//! In-Memory State Storage Implementation

use async_trait::async_trait;
use std::sync::atomic::{AtomicBool, AtomicUsize, Ordering};
use std::sync::{Arc, Mutex};

use crate::application::ports::{
    decode_persisted, encode_persisted, PersistedState, StateStoragePort, StorageError,
};

/// 内存状态存储
///
/// 以 JSON 文本保存，与持久化实现的落盘格式一致
#[derive(Default)]
pub struct InMemoryStateStorage {
    entry: Mutex<Option<String>>,
    save_count: AtomicUsize,
    fail_saves: AtomicBool,
}

impl InMemoryStateStorage {
    pub fn new() -> Self {
        Self::default()
    }

    /// 以已有的 JSON 条目初始化（模拟上次会话留下的数据）
    pub fn with_entry(json: String) -> Self {
        Self {
            entry: Mutex::new(Some(json)),
            ..Default::default()
        }
    }

    /// 之后所有写入都失败
    pub fn with_failing_saves(self) -> Self {
        self.fail_saves.store(true, Ordering::SeqCst);
        self
    }

    pub fn arc(self) -> Arc<Self> {
        Arc::new(self)
    }

    /// 当前保存的原始 JSON
    pub fn raw(&self) -> Option<String> {
        self.entry.lock().ok().and_then(|entry| entry.clone())
    }

    pub fn save_count(&self) -> usize {
        self.save_count.load(Ordering::SeqCst)
    }

    fn lock_error() -> StorageError {
        StorageError::IoError("state storage lock poisoned".to_string())
    }
}

#[async_trait]
impl StateStoragePort for InMemoryStateStorage {
    async fn load(&self) -> Result<Option<PersistedState>, StorageError> {
        match self.raw() {
            Some(json) => decode_persisted(json.as_bytes()),
            None => Ok(None),
        }
    }

    async fn save(&self, state: &PersistedState) -> Result<(), StorageError> {
        if self.fail_saves.load(Ordering::SeqCst) {
            return Err(StorageError::IoError("storage unavailable".to_string()));
        }

        let bytes = encode_persisted(state)?;
        let json = String::from_utf8(bytes)
            .map_err(|e| StorageError::SerializationError(e.to_string()))?;
        *self.entry.lock().map_err(|_| Self::lock_error())? = Some(json);
        self.save_count.fetch_add(1, Ordering::SeqCst);
        Ok(())
    }
}

#[cfg(test)]
mod tests {
    use super::*;
    use crate::domain::diagnosis::ImageHandle;

    #[tokio::test]
    async fn test_storage_lifecycle() {
        let storage = InMemoryStateStorage::new();
        assert!(storage.load().await.unwrap().is_none());

        let state = PersistedState {
            prediction_result: None,
            uploaded_image_url: Some(ImageHandle::new("blob:x")),
        };
        storage.save(&state).await.unwrap();
        storage.save(&state).await.unwrap();

        assert_eq!(storage.save_count(), 2);
        assert_eq!(storage.load().await.unwrap(), Some(state));
        assert!(storage.raw().unwrap().contains("\"uploadedImageUrl\":\"blob:x\""));
    }

    #[tokio::test]
    async fn test_failing_saves() {
        let storage = InMemoryStateStorage::new().with_failing_saves();
        let result = storage.save(&PersistedState::default()).await;
        assert!(matches!(result, Err(StorageError::IoError(_))));
        assert_eq!(storage.save_count(), 0);
    }
}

******************************

__TO DO__: In full and without error, transcribe each of the entries.

__RESPONSE BELOW__:
//! In-Memory State Storage Implementation

use async_trait::async_trait;
use std::sync::atomic::{AtomicBool, AtomicUsize, Ordering};
use std::sync::{Arc, Mutex};

use crate::application::ports::{
    decode_persisted, encode_persisted, PersistedState, StateStoragePort, StorageError,
};

/// 内存状态存储
///
/// 以 JSON 文本保存，与持久化实现的落盘格式一致
#[derive(Default)]
pub struct InMemoryStateStorage {
    entry: Mutex<Option<String>>,
    save_count: AtomicUsize,
    fail_saves: AtomicBool,
}

impl InMemoryStateStorage {
    pub fn new() -> Self {
        Self::default()
    }

    /// 以已有的 JSON 条目初始化（模拟上次会话留下的数据）
    pub fn with_entry(json: String) -> Self {
        Self {
            entry: Mutex::new(Some(json)),
            ..Default::default()
        }
    }

    /// 之后所有写入都失败
    pub fn with_failing_saves(self) -> Self {
        self.fail_saves.store(true, Ordering::SeqCst);
        self
    }

    pub fn arc(self) -> Arc<Self> {
        Arc::new(self)
    }

    /// 当前保存的原始 JSON
    pub fn raw(&self) -> Option<String> {
        self.entry.lock().ok().and_then(|entry| entry.clone())
    }

    pub fn save_count(&self) -> usize {
        self.save_count.load(Ordering::SeqCst)
    }

    fn lock_error() -> StorageError {
        StorageError::IoError("state storage lock poisoned".to_string())
    }
}

#[async_trait]
impl StateStoragePort for InMemoryStateStorage {
    async fn load(&self) -> Result<Option<PersistedState>, StorageError> {
        match self.raw() {
            Some(json) => decode_persisted(json.as_bytes()),
            None => Ok(None),
        }
    }

    async fn save(&self, state: &PersistedState) -> Result<(), StorageError> {
        if self.fail_saves.load(Ordering::SeqCst) {
            return Err(StorageError::IoError("storage unavailable".to_string()));
        }

        let bytes = encode_persisted(state)?;
        let json = String::from_utf8(bytes)
            .map_err(|e| StorageError::SerializationError(e.to_string()))?;
        *self.entry.lock().map_err(|_| Self::lock_error())? = Some(json);
        self.save_count.fetch_add(1, Ordering::SeqCst);
        Ok(())
    }
}

#[cfg(test)]
mod tests {
    use super::*;
    use crate::domain::diagnosis::ImageHandle;

    #[tokio::test]
    async fn test_storage_lifecycle() {
        let storage = InMemoryStateStorage::new();
        assert!(storage.load().await.unwrap().is_none());

        let state = PersistedState {
            prediction_result: None,
            uploaded_image_url: Some(ImageHandle::new("blob:x")),
        };
        storage.save(&state).await.unwrap();
        storage.save(&state).await.unwrap();

        assert_eq!(storage.save_count(), 2);
        assert_eq!(storage.load().await.unwrap(), Some(state));
        assert!(storage.raw().unwrap().contains("\"uploadedImageUrl\":\"blob:x\""));
    }

    #[tokio::test]
    async fn test_failing_saves() {
        let storage = InMemoryStateStorage::new().with_failing_saves();
        let result = storage.save(&PersistedState::default()).await;
        assert!(matches!(result, Err(StorageError::IoError(_))));
        assert_eq!(storage.save_count(), 0);
    }
}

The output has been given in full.